Grave No. 384 in Section A-3 commemorates one of the more remarkable lives among the 240,000 military people and family members buried at Fort Snelling National Cemetery.
Henry Mack, an escaped slave and Civil War soldier who lived to 107, was buried there in 1945 near the fence running along 34th Avenue in south Minneapolis, known as an area where early Black veterans were laid to rest.
Mack was born into Alabama slavery sometime between 1836 and 1838, according to pension records, Civil War logs and affidavits. Newspapers later settled on 1837 as his birth year.
"I only know my birthday being July 4th as having been told to me by my parents and master," Mack said in 1912. He concluded: "I am 75 years old and past."
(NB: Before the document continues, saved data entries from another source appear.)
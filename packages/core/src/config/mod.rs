//! Configuration management for docker-host
//!
//! Handles loading, saving, and validating the JSONC configuration file.
//! A missing file yields the defaults; unknown keys are rejected.

pub mod paths;
pub mod schema;

use std::fs::{self, File};
use std::io::{Read, Write};
use std::path::Path;

use anyhow::{Context, Result};
use jsonc_parser::parse_to_serde_value;

pub use paths::{get_config_dir, get_config_path, get_hosts_path};
pub use schema::Config;

/// Load configuration from the config file
///
/// If the config file doesn't exist, creates a new one with default values.
/// Supports JSONC (JSON with comments).
pub fn load_config() -> Result<Config> {
    let config_path =
        get_config_path().ok_or_else(|| anyhow::anyhow!("Could not determine config file path"))?;

    if !config_path.exists() {
        tracing::info!(
            "Config file not found, creating default at: {}",
            config_path.display()
        );
        let config = Config::default();
        save_config_to(&config, &config_path)?;
        return Ok(config);
    }

    load_config_from(&config_path)
}

/// Load configuration from a specific file
///
/// Returns the default configuration when the file does not exist.
pub fn load_config_from(config_path: &Path) -> Result<Config> {
    if !config_path.exists() {
        tracing::debug!(
            "Config file not found, using defaults: {}",
            config_path.display()
        );
        return Ok(Config::default());
    }

    let mut file = File::open(config_path)
        .with_context(|| format!("Failed to open config file: {}", config_path.display()))?;

    let mut contents = String::new();
    file.read_to_string(&mut contents)
        .with_context(|| format!("Failed to read config file: {}", config_path.display()))?;

    let parsed_value = parse_to_serde_value(&contents, &Default::default())
        .map_err(|e| anyhow::anyhow!("Invalid JSONC in config file: {}", e))?
        .ok_or_else(|| anyhow::anyhow!("Config file is empty"))?;

    // deny_unknown_fields rejects unknown keys here
    let config: Config = serde_json::from_value(parsed_value).with_context(|| {
        format!(
            "Invalid configuration in {}. Check for unknown fields or invalid values.",
            config_path.display()
        )
    })?;

    Ok(config)
}

/// Save configuration to the config file
pub fn save_config(config: &Config) -> Result<()> {
    let config_path =
        get_config_path().ok_or_else(|| anyhow::anyhow!("Could not determine config file path"))?;
    save_config_to(config, &config_path)
}

/// Save configuration to a specific file
///
/// Creates the parent directory if needed and backs up an existing file
/// to config.json.bak before overwriting.
pub fn save_config_to(config: &Config, config_path: &Path) -> Result<()> {
    if let Some(parent) = config_path.parent() {
        if !parent.exists() {
            fs::create_dir_all(parent).with_context(|| {
                format!("Failed to create config directory: {}", parent.display())
            })?;
            tracing::info!("Created config directory: {}", parent.display());
        }
    }

    if config_path.exists() {
        let backup_path = config_path.with_extension("json.bak");
        fs::copy(config_path, &backup_path)
            .with_context(|| format!("Failed to create backup at: {}", backup_path.display()))?;
        tracing::debug!("Created config backup: {}", backup_path.display());
    }

    let json = serde_json::to_string_pretty(config).context("Failed to serialize configuration")?;

    let mut file = File::create(config_path)
        .with_context(|| format!("Failed to create config file: {}", config_path.display()))?;

    file.write_all(json.as_bytes())
        .with_context(|| format!("Failed to write config file: {}", config_path.display()))?;

    tracing::debug!("Saved config to: {}", config_path.display());

    Ok(())
}

#[cfg(test)]
mod tests {
    use super::*;

    #[test]
    fn test_missing_file_yields_defaults() {
        let dir = tempfile::tempdir().unwrap();
        let config = load_config_from(&dir.path().join("config.json")).unwrap();
        assert_eq!(config, Config::default());
    }

    #[test]
    fn test_load_jsonc_with_comments() {
        let dir = tempfile::tempdir().unwrap();
        let path = dir.path().join("config.json");
        fs::write(
            &path,
            r#"{
                // managed hosts
                "version": 1,
                "machine_binary": "/usr/local/bin/docker-machine",
                "daemon_timeout_secs": 15
            }"#,
        )
        .unwrap();

        let config = load_config_from(&path).unwrap();
        assert_eq!(config.machine_binary, "/usr/local/bin/docker-machine");
        assert_eq!(config.daemon_timeout_secs, 15);
    }

    #[test]
    fn test_unknown_key_rejected() {
        let dir = tempfile::tempdir().unwrap();
        let path = dir.path().join("config.json");
        fs::write(&path, r#"{"version": 1, "bind": "0.0.0.0"}"#).unwrap();

        assert!(load_config_from(&path).is_err());
    }

    #[test]
    fn test_save_creates_directory_and_backup() {
        let dir = tempfile::tempdir().unwrap();
        let path = dir.path().join("docker-host").join("config.json");

        save_config_to(&Config::default(), &path).unwrap();
        assert!(path.exists());

        let mut config = Config::default();
        config.daemon_timeout_secs = 60;
        save_config_to(&config, &path).unwrap();

        assert!(path.with_extension("json.bak").exists());
        assert_eq!(load_config_from(&path).unwrap(), config);
    }
}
When he reached 100 in 1937, the Minneapolis Spokesman described Mack as "still well and hearty, with eyes that need no glasses; with hearing unimpaired and an amazing appetite that refuses no good things to eat. ... It would indeed be quite possible that many years are yet his to live." He spoke in what the reporter called "a soft and pleasant drawl, reminiscent of the south from which he came and still loves."
The Minneapolis Star Journal reported in 1941 that Mack, at 104, was "trim, alert, conversational," a busy man with "little time for reminiscing" given his schedule as a "patriotic instructor" and one of the last members of the Civil War veterans' group, the Grand Army of the Republic (GAR). Newspapers, which partly credited Mack's longevity to his avoiding alcohol and tobacco, reported that he was the nation's oldest Civil War veteran when he died of pneumonia. He took his last breath at the Minneapolis Veterans' Hospital on April 8, 1945 — the eve of the day 80 years before when Confederate Gen. Robert E. Lee surrendered in Virginia as the Civil War came to a close.
While the bulk of Mack's days were spent in Arkansas, Kansas and Nebraska, he moved to Minnesota in the early 1920s and spent his last two decades in Minneapolis, becoming a fixture at parades and patriotic events.
"Henry Mack's regular presence at public gatherings ... served as a reminder to the people of the Twin Cities of the past role of African Americans in the defense of the nation and their willingness to serve," Eden Prairie history writer Steve Chicoine wrote in a 2004 profile of Mack in "American Legacy," a magazine dedicated to African American history.